Visit RealClearWorld for more international commentary and news.
Uh oh. Alex Rodriguez's story begins to unravel. Better keep checking RealClearSports throughout the weekend for the latest, because it seems like there's surely more to come.
Two Papers, Two Apologies (Kind Of)
Posted by Tom Bevan | Email This | Permalink | Email Author
The New York Post has issued somewhat of an apology for the cartoon about the chimpanzee earlier this week which set off a ruckus as being racist. Here's the full statement:
Wednesday's Page Six cartoon - caricaturing Monday's police shooting of a chimpanzee in Connecticut - has created considerable controversy.
It shows two police officers standing over the chimp's body: "They'll have to find someone else to write the next stimulus bill," one officer says.
It was meant to mock an ineptly written federal stimulus bill.
Period.
But it has been taken as something else - as a depiction of President Obama, as a thinly veiled expression of racism.
This most certainly was not its intent; to those who were offended by the image, we apologize.
However, there are some in the media and in public life who have had differences with The Post in the past - and they see the incident as an opportunity for payback.
To them, no apology is due.
Sometimes a cartoon is just a cartoon - even as the opportunists seek to make it something else.

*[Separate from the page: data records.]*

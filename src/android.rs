//! Android device and element commands.
//!
//! One method per wire command, each returning the decoded `value`. Argument
//! validation (flag sets, identifiers) happens before the request is built,
//! so a rejected call never reaches the transport.

use serde_json::Value;

use crate::command::Command;
use crate::dispatch::Dispatcher;
use crate::encode;
use crate::error::Error;
use crate::session::ElementId;
use crate::transport::Transport;

pub use crate::encode::HideKeyboardStrategy;

/// Arguments of a key press: the keycode plus optional `metastate` and
/// `flags` sets, each a list of single constants from [`crate::flags`].
///
/// ```
/// use mjsonwp::flags::{key, meta};
/// use mjsonwp::KeyPress;
///
/// let press = KeyPress::new(86)
///     .metastate([meta::SHIFT_ON, meta::NUM_LOCK_ON])
///     .flags([key::CANCELED, key::KEEP_TOUCH_MODE, key::FROM_SYSTEM]);
/// assert_eq!(press.keycode, 86);
/// ```
#[derive(Debug, Clone, Default, PartialEq, Eq)]
pub struct KeyPress {
    pub keycode: u32,
    pub metastate: Vec<u32>,
    pub flags: Vec<u32>,
}

impl KeyPress {
    pub fn new(keycode: u32) -> Self {
        Self {
            keycode,
            ..Default::default()
        }
    }

    pub fn metastate(mut self, values: impl IntoIterator<Item = u32>) -> Self {
        self.metastate.extend(values);
        self
    }

    pub fn flags(mut self, values: impl IntoIterator<Item = u32>) -> Self {
        self.flags.extend(values);
        self
    }

    fn body(&self) -> Result<encode::KeycodeBody, Error> {
        encode::keycode_body(self.keycode, &self.metastate, &self.flags)
    }
}

impl From<u32> for KeyPress {
    fn from(keycode: u32) -> Self {
        KeyPress::new(keycode)
    }
}

impl<T: Transport> Dispatcher<T> {
    /// Whether the soft keyboard is currently shown.
    pub async fn is_keyboard_shown(&self) -> Result<Value, Error> {
        self.execute(Command::IsKeyboardShown, None, None::<&()>).await
    }

    /// Dismiss the soft keyboard, optionally by pressing `key` (e.g. "Done")
    /// or with an explicit `strategy`.
    pub async fn hide_keyboard(
        &self,
        key: Option<&str>,
        strategy: Option<HideKeyboardStrategy>,
    ) -> Result<Value, Error> {
        let body = encode::hide_keyboard_body(key, strategy);
        self.execute(Command::HideKeyboard, None, Some(&body)).await
    }

    /// Send a raw key event. `metastate` may be empty.
    pub async fn keyevent(&self, keycode: u32, metastate: &[u32]) -> Result<Value, Error> {
        let body = encode::keyevent_body(keycode, metastate)?;
        self.execute(Command::KeyEvent, None, Some(&body)).await
    }

    /// Press a key. Accepts a bare keycode or a [`KeyPress`].
    pub async fn press_keycode(&self, press: impl Into<KeyPress>) -> Result<Value, Error> {
        let body = press.into().body()?;
        self.execute(Command::PressKeycode, None, Some(&body)).await
    }

    /// Long-press a key. Accepts a bare keycode or a [`KeyPress`].
    pub async fn long_press_keycode(&self, press: impl Into<KeyPress>) -> Result<Value, Error> {
        let body = press.into().body()?;
        self.execute(Command::LongPressKeycode, None, Some(&body)).await
    }

    /// Set the element's value in one step, bypassing per-key typing.
    pub async fn set_immediate_value<S: AsRef<str>>(
        &self,
        element: &ElementId,
        parts: &[S],
    ) -> Result<Value, Error> {
        let body = encode::value_body(parts);
        self.execute(Command::SetImmediateValue, Some(element), Some(&body))
            .await
    }

    /// Replace the element's current value.
    pub async fn replace_value<S: AsRef<str>>(
        &self,
        element: &ElementId,
        parts: &[S],
    ) -> Result<Value, Error> {
        let body = encode::value_body(parts);
        self.execute(Command::ReplaceValue, Some(element), Some(&body))
            .await
    }
}
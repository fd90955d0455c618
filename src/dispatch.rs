//! Session-scoped command dispatch.
//!
//! [`Dispatcher::execute`] turns a [`Command`] plus an optional encoded body
//! into exactly one [`Request`], sends it through the [`Transport`], and
//! unwraps the `value` of the response envelope. The dispatcher keeps no
//! state between calls beyond the transport and the session id.

use serde::Serialize;
use serde_json::Value;

use crate::command::{Command, HttpMethod};
use crate::encode::to_json;
use crate::error::Error;
use crate::session::{ElementId, SessionId};
use crate::transport::{Request, Response, Transport};

pub struct Dispatcher<T> {
    transport: T,
    session: SessionId,
}

impl<T: Transport> Dispatcher<T> {
    pub fn new(transport: T, session: SessionId) -> Self {
        Self { transport, session }
    }

    pub fn session(&self) -> &SessionId {
        &self.session
    }

    pub fn transport(&self) -> &T {
        &self.transport
    }

    /// Build the request for `command` without sending it.
    ///
    /// GET commands never carry a body, even when one is given.
    pub fn build_request<B: Serialize>(
        &self,
        command: Command,
        element: Option<&ElementId>,
        body: Option<&B>,
    ) -> Result<Request, Error> {
        let path = command
            .resolve_path(&self.session, element)
            .ok_or(Error::EmptyIdentifier("element id"))?;
        let body = match (command.method(), body) {
            (HttpMethod::Get, _) | (_, None) => None,
            (HttpMethod::Post, Some(b)) => Some(to_json(b)?),
        };
        Ok(Request {
            method: command.method(),
            path,
            body,
        })
    }

    /// Send `command` and return the `value` of the response.
    pub async fn execute<B: Serialize>(
        &self,
        command: Command,
        element: Option<&ElementId>,
        body: Option<&B>,
    ) -> Result<Value, Error> {
        let request = self.build_request(command, element, body)?;
        tracing::debug!(
            command = %command,
            method = %request.method,
            path = %request.path,
            "dispatching command"
        );

        let response = self.transport.send(request).await.map_err(|e| {
            tracing::warn!(command = %command, error = %e, "transport failed");
            e
        })?;

        decode_value(response).map_err(|e| {
            tracing::warn!(command = %command, error = %e, "command failed");
            e
        })
    }
}

/// Unwrap `value` from a response envelope.
///
/// Anything but a 2xx JSON object with a `value` member is a protocol error
/// carrying the status and raw body.
pub fn decode_value(response: Response) -> Result<Value, Error> {
    if !response.is_success() {
        return Err(protocol_error(response));
    }
    match serde_json::from_str::<Value>(&response.body) {
        Ok(Value::Object(mut envelope)) => match envelope.remove("value") {
            Some(value) => Ok(value),
            None => Err(protocol_error(response)),
        },
        _ => Err(protocol_error(response)),
    }
}

fn protocol_error(response: Response) -> Error {
    Error::Protocol {
        status: response.status,
        body: response.body,
    }
}
use thiserror::Error;

use crate::transport::TransportError;

/// Errors surfaced by command methods.
///
/// Argument errors are raised before any request is built; protocol and
/// transport errors come back from the single request a command issues.
#[derive(Error, Debug)]
pub enum Error {
    /// A flag value is outside the closed set recognized for its parameter.
    #[error("invalid {param}: {value:#x} is not a recognized constant")]
    InvalidArgument { param: &'static str, value: u32 },

    /// A session or element identifier was empty.
    #[error("{0} must not be empty")]
    EmptyIdentifier(&'static str),

    /// The server answered with a non-success status, or with a body that is
    /// not a JSON object carrying `value`.
    #[error("protocol error (status {status}): {body}")]
    Protocol { status: u16, body: String },

    #[error("failed to encode request body: {0}")]
    Encode(#[from] serde_json::Error),

    #[error(transparent)]
    Transport(#[from] TransportError),
}

impl Error {
    /// Returns a machine-readable error code string.
    pub fn code(&self) -> &'static str {
        match self {
            Error::InvalidArgument { .. } => "invalid_argument",
            Error::EmptyIdentifier(_) => "empty_identifier",
            Error::Protocol { .. } => "protocol_error",
            Error::Encode(_) => "encode_failed",
            Error::Transport(_) => "transport_error",
        }
    }

    /// True for errors raised locally, before a request could be sent.
    pub fn is_argument_error(&self) -> bool {
        matches!(
            self,
            Error::InvalidArgument { .. } | Error::EmptyIdentifier(_)
        )
    }
}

I think the Post is right to apologize for not foreseeing the reason some would take offense, but I can certainly understand the anger and frustration the paper's editors feel over being branded racists. I'd be surprised if I could find a single person who couldn't relate an experience where they said or did something and totally missed the implication of how others might interpret their words or actions, even if it seemed obvious with hindsight.
We also have the New York Times issuing a "note to readers" - not to be misinterpreted as a correction or an apology, mind you - for the first time in the paper's history as part of a settlement the paper reached with lobbyist Vicki Iseman after she sued the paper for it's February 21, 2008 front page story about her relationship with John McCain.

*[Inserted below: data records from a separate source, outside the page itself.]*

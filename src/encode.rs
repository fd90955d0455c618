//! Request bodies for the Android commands.
//!
//! Bodies are typed structs serialized with `serde_json`, so field order is
//! declaration order and optional fields are dropped rather than sent as
//! `null`. Encoding the same arguments always produces the same bytes.

use serde::Serialize;

use crate::error::Error;
use crate::flags::{aggregate, FlagParam};
use crate::keys;

/// Body of `press_keycode`, `long_press_keycode` and `keyevent`.
#[derive(Debug, Clone, PartialEq, Eq, Serialize)]
pub struct KeycodeBody {
    pub keycode: u32,
    #[serde(skip_serializing_if = "Option::is_none")]
    pub metastate: Option<u32>,
    #[serde(skip_serializing_if = "Option::is_none")]
    pub flags: Option<u32>,
}

/// How the server should dismiss the soft keyboard.
#[derive(Debug, Clone, Copy, PartialEq, Eq, Serialize)]
pub enum HideKeyboardStrategy {
    #[serde(rename = "press")]
    Press,
    #[serde(rename = "pressKey")]
    PressKey,
    #[serde(rename = "swipeDown")]
    SwipeDown,
    #[serde(rename = "tapOut")]
    TapOut,
    #[serde(rename = "tapOutside")]
    TapOutside,
    #[serde(rename = "default")]
    Default,
}

impl std::str::FromStr for HideKeyboardStrategy {
    type Err = String;

    fn from_str(s: &str) -> Result<Self, Self::Err> {
        match s {
            "press" => Ok(Self::Press),
            "pressKey" | "press_key" => Ok(Self::PressKey),
            "swipeDown" | "swipe_down" => Ok(Self::SwipeDown),
            "tapOut" | "tap_out" => Ok(Self::TapOut),
            "tapOutside" | "tap_outside" => Ok(Self::TapOutside),
            "default" => Ok(Self::Default),
            other => Err(format!("unknown hide keyboard strategy: {other}")),
        }
    }
}

/// Body of `hide_keyboard`.
#[derive(Debug, Clone, PartialEq, Eq, Serialize)]
pub struct HideKeyboardBody {
    #[serde(skip_serializing_if = "Option::is_none")]
    pub key: Option<String>,
    #[serde(skip_serializing_if = "Option::is_none")]
    pub strategy: Option<HideKeyboardStrategy>,
}

/// Body of `set_immediate_value` and `replace_value`.
#[derive(Debug, Clone, PartialEq, Eq, Serialize)]
pub struct ValueBody {
    pub value: Vec<String>,
}

/// Aggregate an optional flag set; an empty set is treated as absent.
fn optional_mask(param: FlagParam, values: &[u32]) -> Result<Option<u32>, Error> {
    if values.is_empty() {
        return Ok(None);
    }
    aggregate(param, values).map(Some)
}

/// Body for a key press. Both sets are validated before either is used.
pub fn keycode_body(keycode: u32, metastate: &[u32], flags: &[u32]) -> Result<KeycodeBody, Error> {
    Ok(KeycodeBody {
        keycode,
        metastate: optional_mask(FlagParam::Metastate, metastate)?,
        flags: optional_mask(FlagParam::Flags, flags)?,
    })
}

/// Body for `keyevent`, which takes no behavioural flags.
pub fn keyevent_body(keycode: u32, metastate: &[u32]) -> Result<KeycodeBody, Error> {
    keycode_body(keycode, metastate, &[])
}

pub fn hide_keyboard_body(
    key: Option<&str>,
    strategy: Option<HideKeyboardStrategy>,
) -> HideKeyboardBody {
    HideKeyboardBody {
        key: key.map(str::to_owned),
        strategy,
    }
}

/// Concatenate `parts` and terminate them with one [`keys::NULL`].
pub fn value_body<S: AsRef<str>>(parts: &[S]) -> ValueBody {
    let mut text = String::new();
    for part in parts {
        text.push_str(part.as_ref());
    }
    text.push(keys::NULL);
    ValueBody { value: vec![text] }
}

/// Serialize a body to compact JSON.
pub fn to_json<T: Serialize>(body: &T) -> Result<String, Error> {
    Ok(serde_json::to_string(body)?)
}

The Times statement says, "the article did not state, and The Times did not intend to conclude, that Ms. Iseman had engaged in a romantic affair with Senator McCain or an unethical relationship on behalf of her clients in breach of the public trust."
Meanwhile, NYT Executive Editor Bill Keller said that, “The McCain campaign and some of its supporters set out aggressively to portray the article in question as a story about an unsubstantiated affair,” Keller wrote. “But it was not that, either explicitly or implicitly.”

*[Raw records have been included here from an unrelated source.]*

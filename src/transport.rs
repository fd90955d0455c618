//! The HTTP collaborator the dispatcher sends requests through.
//!
//! [`Transport`] is the only seam between command dispatch and the network:
//! one request in, one status + raw body out. [`HttpTransport`] is the
//! `reqwest` implementation used against a real server.

use std::future::Future;
use std::sync::Arc;
use std::time::Duration;

use reqwest::header::{ACCEPT, CONTENT_TYPE};
use reqwest::Url;
use thiserror::Error;

use crate::command::HttpMethod;

/// Shared connect and request timeouts for server requests.
pub const CONNECT_TIMEOUT: Duration = Duration::from_secs(5);
pub const REQUEST_TIMEOUT: Duration = Duration::from_secs(60);

const JSON_CONTENT_TYPE: &str = "application/json; charset=utf-8";

/// A request as handed to a [`Transport`]. `path` is relative to the server
/// base URL; `body` is already-serialized JSON.
#[derive(Debug, Clone, PartialEq, Eq)]
pub struct Request {
    pub method: HttpMethod,
    pub path: String,
    pub body: Option<String>,
}

/// Status and raw body of a server response.
#[derive(Debug, Clone, PartialEq, Eq)]
pub struct Response {
    pub status: u16,
    pub body: String,
}

impl Response {
    pub fn is_success(&self) -> bool {
        (200..300).contains(&self.status)
    }
}

#[derive(Error, Debug)]
pub enum TransportError {
    #[error("could not connect to {url}: is the server running?")]
    Connect {
        url: String,
        #[source]
        source: reqwest::Error,
    },

    #[error("request to {url} timed out")]
    Timeout {
        url: String,
        #[source]
        source: reqwest::Error,
    },

    #[error("request to {url} failed: {source}")]
    Request {
        url: String,
        #[source]
        source: reqwest::Error,
    },

    #[error("failed to build http client: {0}")]
    Client(#[source] reqwest::Error),

    #[error("transport failed: {0}")]
    Custom(#[from] Box<dyn std::error::Error + Send + Sync>),
}

impl TransportError {
    /// Classify a reqwest error for `url` into a human-friendly variant.
    fn from_reqwest(url: &str, e: reqwest::Error) -> Self {
        let url = url.to_string();
        if e.is_connect() {
            TransportError::Connect { url, source: e }
        } else if e.is_timeout() {
            TransportError::Timeout { url, source: e }
        } else {
            TransportError::Request { url, source: e }
        }
    }
}

/// Issues exactly one request per call. Retries, if any, belong to the
/// implementation.
pub trait Transport: Send + Sync {
    fn send(&self, request: Request)
        -> impl Future<Output = Result<Response, TransportError>> + Send;
}

impl<T: Transport> Transport for Arc<T> {
    fn send(&self, request: Request)
        -> impl Future<Output = Result<Response, TransportError>> + Send {
        (**self).send(request)
    }
}

/// [`Transport`] over HTTP(S) using a shared `reqwest::Client`.
#[derive(Debug, Clone)]
pub struct HttpTransport {
    client: reqwest::Client,
    base: Url,
}

impl HttpTransport {
    /// Build a transport for the server at `base` (e.g.
    /// `http://127.0.0.1:4723/wd/hub`) with the default timeouts.
    pub fn new(base: Url) -> Result<Self, TransportError> {
        Self::with_timeouts(base, CONNECT_TIMEOUT, REQUEST_TIMEOUT)
    }

    pub fn with_timeouts(
        base: Url,
        connect_timeout: Duration,
        request_timeout: Duration,
    ) -> Result<Self, TransportError> {
        let client = reqwest::Client::builder()
            .connect_timeout(connect_timeout)
            .timeout(request_timeout)
            .user_agent(concat!("mjsonwp/", env!("CARGO_PKG_VERSION")))
            .build()
            .map_err(TransportError::Client)?;
        Ok(Self { client, base })
    }

    pub fn base(&self) -> &Url {
        &self.base
    }

    /// Append a server-relative `path` to the base URL, keeping any base
    /// path prefix such as `/wd/hub`.
    fn url_for(&self, path: &str) -> String {
        format!("{}{}", self.base.as_str().trim_end_matches('/'), path)
    }
}

impl Transport for HttpTransport {
    async fn send(&self, request: Request) -> Result<Response, TransportError> {
        let url = self.url_for(&request.path);

        let mut req = match request.method {
            HttpMethod::Get => self.client.get(&url),
            HttpMethod::Post => self.client.post(&url),
        }
        .header(ACCEPT, "application/json");
        if let Some(body) = request.body {
            req = req.header(CONTENT_TYPE, JSON_CONTENT_TYPE).body(body);
        }

        let resp = req
            .send()
            .await
            .map_err(|e| TransportError::from_reqwest(&url, e))?;
        let status = resp.status().as_u16();
        let body = resp
            .text()
            .await
            .map_err(|e| TransportError::from_reqwest(&url, e))?;

        tracing::trace!(%url, status, "server responded");
        Ok(Response { status, body })
    }
}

I'd love to say it more delicately, but this is all a load of shit. The first two paragraphs of the article in question read:
WASHINGTON — Early in Senator John McCain's first run for the White House eight years ago, waves of anxiety swept through his small circle of advisers.
A female lobbyist had been turning up with him at fund-raisers, visiting his offices and accompanying him on a client's corporate jet. Convinced the relationship had become romantic, some of his top advisers intervened to protect the candidate from himself — instructing staff members to block the woman's access, privately warning her away and repeatedly confronting him, several people involved in the campaign said on the condition of anonymity.
How Bill Keller can characterize those paragraphs as not being "explicitly or implicitly" about an unsubstantiated affair is beyond me. Just because the Times writers hid the accusation of an extramarital affair behind the shield of anonymous "top advisors" does not in anyway absolve them of not only including it in the piece but making it the hook.
Keller is far too smart to not understand that he's being insultingly disingenuous with his comment and by the note to readers issued by his paper.